In NZ we only have a few organisations who certify assistance dogs, like guide dogs, mobility dogs, assistance dogs and so forth. And there’s only one organisation that is prepared to certify owner trained dogs, and that is Perfect Partners. The thing is though that they cannot certify just any dog, they don’t want to have a reputation of certifying “pets-with-privileges” it’s not what we should aim for in NZ because assistance dogs have a job to do. And the quality of that work needs to stay high.
The other thing to keep in mind is that it is a privilege for people with disabilities to have dogs to help them, like guide dogs, mobility assistance dogs and so forth, is not a guaranteed right. If one dog causes trouble, this negatively affects every single organisation. If dogs cause trouble Internal Affairs can take away this privilege at any time. So all the organisations who certify dogs to assist people with disabilities have a responsibility
But How Can You Teach Your Dog to Help You at Home?

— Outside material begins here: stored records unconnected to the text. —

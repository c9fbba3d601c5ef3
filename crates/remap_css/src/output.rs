//! The tree produced for each source before it is formatted.

use remap_css_syntax as syntax;

use crate::declaration::Declaration;
use crate::provenance::ProvenanceLabel;

#[derive(Clone, Debug, PartialEq, Eq)]
pub struct ResolvedDeclaration {
  pub declaration: Declaration,
  /// Produced by a mapping rather than kept from the input.
  pub replaced: bool,
}

impl ResolvedDeclaration {
  pub fn replaced(declaration: Declaration) -> Self {
    Self {
      declaration,
      replaced: true,
    }
  }

  pub fn kept(declaration: Declaration) -> Self {
    Self {
      declaration,
      replaced: false,
    }
  }
}

#[derive(Clone, Debug, PartialEq, Eq)]
pub struct OutputRule {
  pub selector: String,
  pub declarations: Vec<ResolvedDeclaration>,
  pub labels: ProvenanceLabel,
}

#[derive(Clone, Debug, PartialEq, Eq)]
pub struct OutputAtRule {
  pub name: String,
  pub params: String,
  pub nodes: Vec<OutputNode>,
  /// Provenance of the declarations placed directly in this at-rule.
  pub labels: ProvenanceLabel,
}

#[derive(Clone, Debug, PartialEq, Eq)]
pub enum OutputNode {
  Rule(OutputRule),
  AtRule(OutputAtRule),
  /// A declaration placed directly inside an at-rule, as in `@font-face`.
  Declaration(ResolvedDeclaration),
}

impl OutputNode {
  /// Every provenance label of this node and its descendants, in order.
  pub fn labels(&self) -> Vec<&ProvenanceLabel> {
    let mut labels = Vec::new();
    collect_labels(self, &mut labels);
    labels
  }

  /// Puts the labels of `earlier`, an identical node, in front of this
  /// node's labels.
  pub fn prepend_labels_from(&mut self, earlier: &OutputNode) {
    match (self, earlier) {
      (OutputNode::Rule(rule), OutputNode::Rule(earlier)) => {
        let mut labels = earlier.labels.clone();
        labels.merge(&rule.labels);
        rule.labels = labels;
      }
      (OutputNode::AtRule(at_rule), OutputNode::AtRule(earlier)) => {
        let mut labels = earlier.labels.clone();
        labels.merge(&at_rule.labels);
        at_rule.labels = labels;
        for (child, earlier) in at_rule.nodes.iter_mut().zip(&earlier.nodes) {
          child.prepend_labels_from(earlier);
        }
      }
      _ => {}
    }
  }

  /// The node as syntax, without provenance comments.
  pub fn to_syntax(&self) -> syntax::Node {
    to_syntax_node(self, false)
  }
}

fn collect_labels<'a>(node: &'a OutputNode, labels: &mut Vec<&'a ProvenanceLabel>) {
  match node {
    OutputNode::Rule(rule) => labels.push(&rule.labels),
    OutputNode::AtRule(at_rule) => {
      if !at_rule.labels.is_empty() {
        labels.push(&at_rule.labels);
      }
      for child in &at_rule.nodes {
        collect_labels(child, labels);
      }
    }
    OutputNode::Declaration(_) => {}
  }
}

/// Builds the syntax tree to format. With `comments`, every labelled rule is
/// preceded by a provenance comment, and an at-rule with labelled
/// declarations opens with one.
pub fn to_syntax_root(nodes: &[OutputNode], comments: bool) -> syntax::Root {
  let mut root = syntax::Root::new();
  append_nodes(nodes, comments, &mut root.nodes);
  root
}

fn append_nodes(nodes: &[OutputNode], comments: bool, out: &mut Vec<syntax::Node>) {
  for node in nodes {
    if let OutputNode::Rule(rule) = node {
      if comments && !rule.labels.is_empty() {
        out.push(syntax::Comment::new(rule.labels.comment_text()).into());
      }
    }
    out.push(to_syntax_node(node, comments));
  }
}

fn to_syntax_node(node: &OutputNode, comments: bool) -> syntax::Node {
  match node {
    OutputNode::Rule(rule) => {
      let mut out = syntax::Rule::new(rule.selector.clone());
      for decl in &rule.declarations {
        out.append(decl.declaration.to_syntax());
      }
      out.into()
    }
    OutputNode::AtRule(at_rule) => {
      let mut children = Vec::new();
      if comments && !at_rule.labels.is_empty() {
        children.push(syntax::Comment::new(at_rule.labels.comment_text()).into());
      }
      append_nodes(&at_rule.nodes, comments, &mut children);
      syntax::AtRule {
        name: at_rule.name.clone(),
        params: at_rule.params.clone(),
        nodes: Some(children),
      }
      .into()
    }
    OutputNode::Declaration(decl) => decl.declaration.to_syntax().into(),
  }
}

I’ve put together online classes to help you learn how to train your dog the skills they need to be able to assist you around your home. You can check out my class Cool Dog Skills (Learn How to teach your dog almost anything)! And the skills you’ll learn here is designed to teach you the necessary skills that you’ll need to have a dog who can help you at home.
Why can I write a blog like this? Because not only did Rachel and Ruby get certified through Perfect Partners but they were an exemplary team. That was not by accident, I was trained well by my mentors. So, while I don’t specialise in assistance dog training, I have helped a team, not only achieve their certification but exceed the expectation of an owner trained assistance dog.